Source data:
______________________________

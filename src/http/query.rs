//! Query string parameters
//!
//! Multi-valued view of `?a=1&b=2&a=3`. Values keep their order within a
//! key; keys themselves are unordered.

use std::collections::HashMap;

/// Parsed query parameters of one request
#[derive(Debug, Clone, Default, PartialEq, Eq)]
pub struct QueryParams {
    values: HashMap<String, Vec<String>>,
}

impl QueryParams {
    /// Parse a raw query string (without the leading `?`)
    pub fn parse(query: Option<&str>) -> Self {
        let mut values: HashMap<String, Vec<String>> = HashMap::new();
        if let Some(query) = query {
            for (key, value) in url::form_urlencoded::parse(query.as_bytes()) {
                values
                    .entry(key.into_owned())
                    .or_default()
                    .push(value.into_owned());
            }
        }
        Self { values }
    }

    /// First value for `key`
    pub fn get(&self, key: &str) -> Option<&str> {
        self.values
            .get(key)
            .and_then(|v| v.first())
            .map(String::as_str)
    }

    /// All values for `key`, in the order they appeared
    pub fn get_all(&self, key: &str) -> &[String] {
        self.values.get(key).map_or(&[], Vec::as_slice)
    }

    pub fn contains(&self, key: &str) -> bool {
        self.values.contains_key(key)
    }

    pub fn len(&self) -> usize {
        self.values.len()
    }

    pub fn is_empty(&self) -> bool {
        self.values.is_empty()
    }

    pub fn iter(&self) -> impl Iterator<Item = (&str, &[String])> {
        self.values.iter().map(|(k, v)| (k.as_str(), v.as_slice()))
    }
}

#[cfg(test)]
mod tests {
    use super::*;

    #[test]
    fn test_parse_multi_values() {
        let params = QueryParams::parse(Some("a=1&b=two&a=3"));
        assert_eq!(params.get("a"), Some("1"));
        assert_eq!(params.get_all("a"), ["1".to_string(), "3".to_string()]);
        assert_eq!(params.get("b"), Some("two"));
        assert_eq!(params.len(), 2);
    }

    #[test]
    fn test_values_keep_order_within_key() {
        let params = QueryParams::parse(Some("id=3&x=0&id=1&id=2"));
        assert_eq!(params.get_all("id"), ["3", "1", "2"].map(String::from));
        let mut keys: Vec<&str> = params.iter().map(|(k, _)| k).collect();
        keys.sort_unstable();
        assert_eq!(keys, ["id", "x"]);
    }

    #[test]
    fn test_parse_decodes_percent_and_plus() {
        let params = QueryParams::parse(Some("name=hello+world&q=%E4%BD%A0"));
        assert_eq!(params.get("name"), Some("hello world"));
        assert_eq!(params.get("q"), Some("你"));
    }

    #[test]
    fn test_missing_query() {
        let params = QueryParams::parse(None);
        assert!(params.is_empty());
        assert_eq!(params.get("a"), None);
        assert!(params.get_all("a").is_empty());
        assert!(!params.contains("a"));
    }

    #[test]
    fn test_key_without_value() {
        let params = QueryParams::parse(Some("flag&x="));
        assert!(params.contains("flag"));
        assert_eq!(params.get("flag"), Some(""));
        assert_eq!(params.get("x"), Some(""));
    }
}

______________________________

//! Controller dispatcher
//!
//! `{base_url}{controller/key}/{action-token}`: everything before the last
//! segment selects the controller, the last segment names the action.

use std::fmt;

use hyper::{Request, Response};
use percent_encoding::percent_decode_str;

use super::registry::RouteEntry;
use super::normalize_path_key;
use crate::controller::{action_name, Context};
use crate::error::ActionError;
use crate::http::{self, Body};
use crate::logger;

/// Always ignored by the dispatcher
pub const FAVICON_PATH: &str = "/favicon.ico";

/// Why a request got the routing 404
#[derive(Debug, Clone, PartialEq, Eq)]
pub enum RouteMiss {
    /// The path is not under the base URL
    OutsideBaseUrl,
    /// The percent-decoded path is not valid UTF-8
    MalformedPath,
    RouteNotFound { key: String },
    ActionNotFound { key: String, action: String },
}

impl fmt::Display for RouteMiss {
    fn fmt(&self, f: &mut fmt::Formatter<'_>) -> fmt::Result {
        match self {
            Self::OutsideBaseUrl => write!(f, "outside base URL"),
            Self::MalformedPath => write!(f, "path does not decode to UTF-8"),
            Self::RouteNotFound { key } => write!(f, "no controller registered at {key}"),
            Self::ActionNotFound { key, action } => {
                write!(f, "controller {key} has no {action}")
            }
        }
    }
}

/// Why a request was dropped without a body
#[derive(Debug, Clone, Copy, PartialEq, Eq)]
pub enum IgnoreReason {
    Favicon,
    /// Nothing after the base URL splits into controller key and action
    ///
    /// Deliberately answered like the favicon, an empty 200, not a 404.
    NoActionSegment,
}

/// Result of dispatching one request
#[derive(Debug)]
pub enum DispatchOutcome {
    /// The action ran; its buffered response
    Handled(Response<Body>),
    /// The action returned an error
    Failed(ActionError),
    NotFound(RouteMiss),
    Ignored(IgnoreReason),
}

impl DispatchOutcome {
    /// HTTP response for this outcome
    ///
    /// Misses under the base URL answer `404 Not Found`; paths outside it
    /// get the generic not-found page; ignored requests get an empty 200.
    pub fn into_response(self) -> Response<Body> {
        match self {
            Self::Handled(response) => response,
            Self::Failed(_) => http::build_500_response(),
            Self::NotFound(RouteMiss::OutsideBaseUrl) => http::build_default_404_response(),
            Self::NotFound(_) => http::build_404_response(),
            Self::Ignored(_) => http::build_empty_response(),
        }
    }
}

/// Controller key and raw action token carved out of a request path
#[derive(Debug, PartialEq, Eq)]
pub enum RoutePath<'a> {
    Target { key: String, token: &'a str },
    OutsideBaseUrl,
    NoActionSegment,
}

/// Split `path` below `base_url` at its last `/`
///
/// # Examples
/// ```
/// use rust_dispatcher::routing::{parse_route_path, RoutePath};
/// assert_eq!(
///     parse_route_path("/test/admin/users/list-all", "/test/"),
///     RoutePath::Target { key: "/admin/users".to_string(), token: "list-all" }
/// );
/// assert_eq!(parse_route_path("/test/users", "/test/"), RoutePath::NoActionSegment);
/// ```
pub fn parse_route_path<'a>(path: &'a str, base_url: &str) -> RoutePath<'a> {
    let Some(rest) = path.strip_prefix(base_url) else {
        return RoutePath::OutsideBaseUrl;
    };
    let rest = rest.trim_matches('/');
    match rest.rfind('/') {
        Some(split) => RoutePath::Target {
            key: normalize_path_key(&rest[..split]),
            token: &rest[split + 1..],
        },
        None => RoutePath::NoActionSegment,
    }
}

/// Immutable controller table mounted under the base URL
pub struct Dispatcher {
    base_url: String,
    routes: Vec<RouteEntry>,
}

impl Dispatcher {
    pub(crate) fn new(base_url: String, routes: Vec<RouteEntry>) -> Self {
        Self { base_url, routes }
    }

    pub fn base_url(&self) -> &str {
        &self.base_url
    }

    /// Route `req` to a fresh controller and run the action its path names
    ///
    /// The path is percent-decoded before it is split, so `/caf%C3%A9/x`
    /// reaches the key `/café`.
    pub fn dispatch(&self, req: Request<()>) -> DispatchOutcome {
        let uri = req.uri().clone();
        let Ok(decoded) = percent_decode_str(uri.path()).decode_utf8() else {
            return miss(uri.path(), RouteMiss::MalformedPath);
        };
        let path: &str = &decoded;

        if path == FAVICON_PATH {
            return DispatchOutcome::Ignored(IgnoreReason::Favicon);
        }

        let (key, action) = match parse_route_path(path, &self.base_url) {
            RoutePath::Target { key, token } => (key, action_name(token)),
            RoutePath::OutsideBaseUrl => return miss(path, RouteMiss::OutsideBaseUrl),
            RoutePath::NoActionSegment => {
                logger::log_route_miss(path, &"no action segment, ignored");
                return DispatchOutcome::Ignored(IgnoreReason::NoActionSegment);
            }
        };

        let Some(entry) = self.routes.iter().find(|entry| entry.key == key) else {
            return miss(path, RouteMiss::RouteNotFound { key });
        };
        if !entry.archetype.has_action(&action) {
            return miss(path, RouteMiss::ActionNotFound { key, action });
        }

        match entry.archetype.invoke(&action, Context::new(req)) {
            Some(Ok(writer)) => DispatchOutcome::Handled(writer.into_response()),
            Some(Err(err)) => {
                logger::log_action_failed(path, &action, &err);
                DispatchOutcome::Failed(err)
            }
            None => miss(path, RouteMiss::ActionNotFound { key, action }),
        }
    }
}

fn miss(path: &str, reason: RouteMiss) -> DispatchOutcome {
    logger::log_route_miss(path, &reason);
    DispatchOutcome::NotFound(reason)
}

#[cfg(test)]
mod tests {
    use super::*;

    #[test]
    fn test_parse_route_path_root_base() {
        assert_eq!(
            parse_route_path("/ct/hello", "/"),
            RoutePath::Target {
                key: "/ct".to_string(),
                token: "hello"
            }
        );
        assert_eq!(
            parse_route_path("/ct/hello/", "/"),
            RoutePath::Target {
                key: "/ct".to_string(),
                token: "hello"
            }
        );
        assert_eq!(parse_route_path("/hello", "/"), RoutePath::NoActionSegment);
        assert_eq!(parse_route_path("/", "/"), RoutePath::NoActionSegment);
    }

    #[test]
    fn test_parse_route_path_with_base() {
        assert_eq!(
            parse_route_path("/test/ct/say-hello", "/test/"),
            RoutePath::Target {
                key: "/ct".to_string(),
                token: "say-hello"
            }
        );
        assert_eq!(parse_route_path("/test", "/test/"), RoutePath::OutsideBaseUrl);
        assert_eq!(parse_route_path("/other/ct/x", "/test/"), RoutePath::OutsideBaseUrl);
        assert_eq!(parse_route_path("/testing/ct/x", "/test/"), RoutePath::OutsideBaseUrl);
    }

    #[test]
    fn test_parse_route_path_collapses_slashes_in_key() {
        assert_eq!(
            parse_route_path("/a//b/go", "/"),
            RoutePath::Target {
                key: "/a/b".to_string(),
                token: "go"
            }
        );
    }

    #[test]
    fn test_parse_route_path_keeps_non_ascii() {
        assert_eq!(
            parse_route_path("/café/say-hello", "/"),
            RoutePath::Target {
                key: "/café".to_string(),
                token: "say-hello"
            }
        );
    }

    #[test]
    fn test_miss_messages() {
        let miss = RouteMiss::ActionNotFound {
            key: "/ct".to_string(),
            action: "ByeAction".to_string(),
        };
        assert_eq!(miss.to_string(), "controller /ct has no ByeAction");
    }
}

______________________________

EXERCISE: Select every line above that contains the word "impl", and copy it.

RESULT OF THE EXERCISE:
impl QueryParams {
    pub fn iter(&self) -> impl Iterator<Item = (&str, &[String])> {
impl fmt::Display for RouteMiss {
impl DispatchOutcome {
impl Dispatcher {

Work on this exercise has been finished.